London – The ongoing global pandemic has created varied consumer impacts and reactions within the consumer base within the Chinese and Japanese markets, recent statistics from consulting firm Ernst & Young show.
In their latest “EY Future Consumer Index,” the report showed contrasting behaviors on pandemic impact on consumer behavior and everyday life. Chinese consumers showed more optimism that the pandemic fear will fade off, as 46% of the respondents say the fear will only last about one to six months. On the other hand, Japanese consumers were less optimistic, with 66% of the respondents saying that the fear will last for about a year or more.
With a significant increase in consumers shifting to online shopping, Chinese consumers are very likely to show interest in online shopping, with appliances and technology-related items being the top shopping choice.
On the other hand, Japanese consumers’ behavior tends to lean more to a “normalization” perspective, which accounted for the top consumer trend in the country.

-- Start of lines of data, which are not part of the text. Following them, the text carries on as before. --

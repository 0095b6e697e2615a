//! Device Info reply (service 0).
//!
//! The monitor answers with a fixed 44-byte block, little-endian:
//!
//! | Field | Size |
//! |---|---|
//! | monitor version | 2 |
//! | application version | 2 |
//! | max target size | 1 |
//! | processor id | 2 |
//! | monitor date, time | 9 + 4 ASCII |
//! | application date, time | 9 + 4 ASCII |
//! | DSP state | 1 |
//! | last event type | 2 |
//! | last event id | 4 |
//! | parameter table address | 4 |

use std::fmt;

use bytes::{Buf, BufMut, BytesMut};
use serde::Serialize;

use crate::error::{Result, ServiceError};
use crate::id::ServiceId;
use crate::target::{AddressWidth, Processor};

const DATE_LEN: usize = 9;
const TIME_LEN: usize = 4;

/// Execution state of the firmware as seen by the monitor.
#[derive(Debug, Clone, Copy, PartialEq, Eq, Serialize)]
pub enum DspState {
    /// Monitor runs, no application.
    Monitor,
    ApplicationLoaded,
    Idle,
    Init,
    RunningPowerOff,
    RunningPowerOn,
    Unknown(u8),
}

impl DspState {
    pub fn as_u8(self) -> u8 {
        match self {
            DspState::Monitor => 0,
            DspState::ApplicationLoaded => 1,
            DspState::Idle => 2,
            DspState::Init => 3,
            DspState::RunningPowerOff => 4,
            DspState::RunningPowerOn => 5,
            DspState::Unknown(raw) => raw,
        }
    }
}

impl From<u8> for DspState {
    fn from(raw: u8) -> Self {
        match raw {
            0 => DspState::Monitor,
            1 => DspState::ApplicationLoaded,
            2 => DspState::Idle,
            3 => DspState::Init,
            4 => DspState::RunningPowerOff,
            5 => DspState::RunningPowerOn,
            other => DspState::Unknown(other),
        }
    }
}

impl fmt::Display for DspState {
    fn fmt(&self, f: &mut fmt::Formatter<'_>) -> fmt::Result {
        let text = match self {
            DspState::Monitor => "monitor running, no application",
            DspState::ApplicationLoaded => "application loaded",
            DspState::Idle => "application idle",
            DspState::Init => "application initializing",
            DspState::RunningPowerOff => "application running, power off",
            DspState::RunningPowerOn => "application running, power on",
            DspState::Unknown(raw) => return write!(f, "unknown DSP state ({raw})"),
        };
        f.write_str(text)
    }
}

/// Identity and state of the target, from the handshake.
#[derive(Debug, Clone, PartialEq, Eq, Serialize)]
pub struct DeviceInfo {
    pub monitor_version: u16,
    pub app_version: u16,
    pub max_target_size: u8,
    pub processor_id: u16,
    pub monitor_date: String,
    pub monitor_time: String,
    pub app_date: String,
    pub app_time: String,
    pub dsp_state: DspState,
    pub event_type: u16,
    pub event_id: u32,
    pub table_struct_address: u32,
}

impl DeviceInfo {
    /// Exact payload length of a Device Info reply.
    pub const ENCODED_LEN: usize = 44;

    /// Decode a Device Info reply payload.
    pub fn decode(payload: &[u8]) -> Result<Self> {
        if payload.len() != Self::ENCODED_LEN {
            return Err(ServiceError::PayloadLength {
                service: ServiceId::DeviceInfo,
                expected: Self::ENCODED_LEN,
                actual: payload.len(),
            });
        }

        let mut buf = payload;
        let monitor_version = buf.get_u16_le();
        let app_version = buf.get_u16_le();
        let max_target_size = buf.get_u8();
        let processor_id = buf.get_u16_le();
        let monitor_date = take_ascii(&mut buf, DATE_LEN);
        let monitor_time = take_ascii(&mut buf, TIME_LEN);
        let app_date = take_ascii(&mut buf, DATE_LEN);
        let app_time = take_ascii(&mut buf, TIME_LEN);
        let dsp_state = DspState::from(buf.get_u8());
        let event_type = buf.get_u16_le();
        let event_id = buf.get_u32_le();
        let table_struct_address = buf.get_u32_le();

        Ok(Self {
            monitor_version,
            app_version,
            max_target_size,
            processor_id,
            monitor_date,
            monitor_time,
            app_date,
            app_time,
            dsp_state,
            event_type,
            event_id,
            table_struct_address,
        })
    }

    /// Append the 44-byte wire form. Strings are cut or NUL-padded to
    /// their field length.
    pub fn encode(&self, dst: &mut BytesMut) {
        dst.reserve(Self::ENCODED_LEN);
        dst.put_u16_le(self.monitor_version);
        dst.put_u16_le(self.app_version);
        dst.put_u8(self.max_target_size);
        dst.put_u16_le(self.processor_id);
        put_ascii(dst, &self.monitor_date, DATE_LEN);
        put_ascii(dst, &self.monitor_time, TIME_LEN);
        put_ascii(dst, &self.app_date, DATE_LEN);
        put_ascii(dst, &self.app_time, TIME_LEN);
        dst.put_u8(self.dsp_state.as_u8());
        dst.put_u16_le(self.event_type);
        dst.put_u32_le(self.event_id);
        dst.put_u32_le(self.table_struct_address);
    }

    /// The processor, if its id is a known one.
    pub fn processor(&self) -> Option<Processor> {
        Processor::lookup(self.processor_id)
    }

    /// Address width of the target (`uc_width`).
    pub fn address_width(&self) -> Result<AddressWidth> {
        self.processor()
            .map(|p| p.width)
            .ok_or(ServiceError::AddressWidthUnknown {
                processor_id: self.processor_id,
            })
    }
}

fn take_ascii(buf: &mut &[u8], len: usize) -> String {
    let current: &[u8] = *buf;
    let (field, rest) = current.split_at(len);
    *buf = rest;
    String::from_utf8_lossy(field)
        .trim_end_matches('\0')
        .to_string()
}

fn put_ascii(dst: &mut BytesMut, text: &str, len: usize) {
    let bytes = text.as_bytes();
    let used = bytes.len().min(len);
    dst.put_slice(&bytes[..used]);
    dst.put_bytes(0, len - used);
}
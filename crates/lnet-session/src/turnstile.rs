//! FIFO gate around the link.
//!
//! Callers take a ticket and are let through strictly in ticket order, one
//! at a time. A plain `Mutex` gives exclusion but no ordering guarantee.

use std::ops::{Deref, DerefMut};
use std::sync::{Condvar, Mutex, MutexGuard, PoisonError};

use tracing::trace;

#[derive(Debug, Default)]
struct Tickets {
    next: u64,
    serving: u64,
}

#[derive(Debug)]
pub(crate) struct Turnstile<T> {
    tickets: Mutex<Tickets>,
    turn_changed: Condvar,
    inner: Mutex<T>,
}

impl<T> Turnstile<T> {
    pub(crate) fn new(inner: T) -> Self {
        Self {
            tickets: Mutex::new(Tickets::default()),
            turn_changed: Condvar::new(),
            inner: Mutex::new(inner),
        }
    }

    /// Block until every earlier caller has left, then enter.
    pub(crate) fn enter(&self) -> Turn<'_, T> {
        let mut tickets = self.tickets.lock().unwrap_or_else(PoisonError::into_inner);
        let ticket = tickets.next;
        tickets.next += 1;
        while tickets.serving != ticket {
            tickets = self
                .turn_changed
                .wait(tickets)
                .unwrap_or_else(PoisonError::into_inner);
        }
        drop(tickets);
        trace!(ticket, "entered turnstile");

        // Waits at most for the previous holder to finish dropping its turn.
        let guard = self.inner.lock().unwrap_or_else(PoisonError::into_inner);
        Turn { gate: self, guard }
    }

    /// Exclusive access without queueing; `&mut self` proves no one waits.
    pub(crate) fn get_mut(&mut self) -> &mut T {
        self.inner.get_mut().unwrap_or_else(PoisonError::into_inner)
    }

    fn leave(&self) {
        let mut tickets = self.tickets.lock().unwrap_or_else(PoisonError::into_inner);
        tickets.serving += 1;
        drop(tickets);
        self.turn_changed.notify_all();
    }
}

/// Exclusive access to the inner value until dropped.
pub(crate) struct Turn<'a, T> {
    gate: &'a Turnstile<T>,
    guard: MutexGuard<'a, T>,
}

impl<T> Deref for Turn<'_, T> {
    type Target = T;

    fn deref(&self) -> &T {
        &self.guard
    }
}

impl<T> DerefMut for Turn<'_, T> {
    fn deref_mut(&mut self) -> &mut T {
        &mut self.guard
    }
}

impl<T> Drop for Turn<'_, T> {
    fn drop(&mut self) {
        self.gate.leave();
    }
}
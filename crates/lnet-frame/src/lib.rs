//! LNet wire framing.
//!
//! Every LNet message travels in one frame:
//! - `SYN` (`0x55`) marks the frame start
//! - `SIZE` counts the unescaped DATA bytes
//! - `NODE` addresses the target slave
//! - `DATA` holds the service id, the error status (responses only) and the payload
//! - a one-byte additive checksum closes the frame
//!
//! Reserved values after `SYN` are escaped with a fill byte so a receiver can
//! always find the next frame start. Partial input is handled by
//! [`try_parse`]; [`FramedTransport`] drives it over a
//! [`Transport`](lnet_transport::Transport).

pub mod checksum;
pub mod codec;
pub mod error;
pub mod framed;
pub mod stuffing;

pub use codec::{
    decode_frame, encode_frame, try_parse, Frame, FrameKind, ParseOutcome, CHECKSUM_SIZE,
    HEADER_SIZE, MAX_DATA_SIZE,
};
pub use error::{FrameError, Result};
pub use framed::FramedTransport;
pub use stuffing::{stuff, unstuff, unstuff_exact, CONTROL, FILL, SYN};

Andrew Cosgrove, EY global consumer knowledge leader, notes that such mixed consumer behavior means that the future of shopping means transitioning to online channels.
“This points to the risk of showrooming, with consumers going to stores to touch and feel the product for the experience but then making purchases online where products might be cheaper. Retailers and consumer product companies will need to ensure they have both seamless omnichannel experience and the stock and price point needed to make the sale,” Cosgrove stated.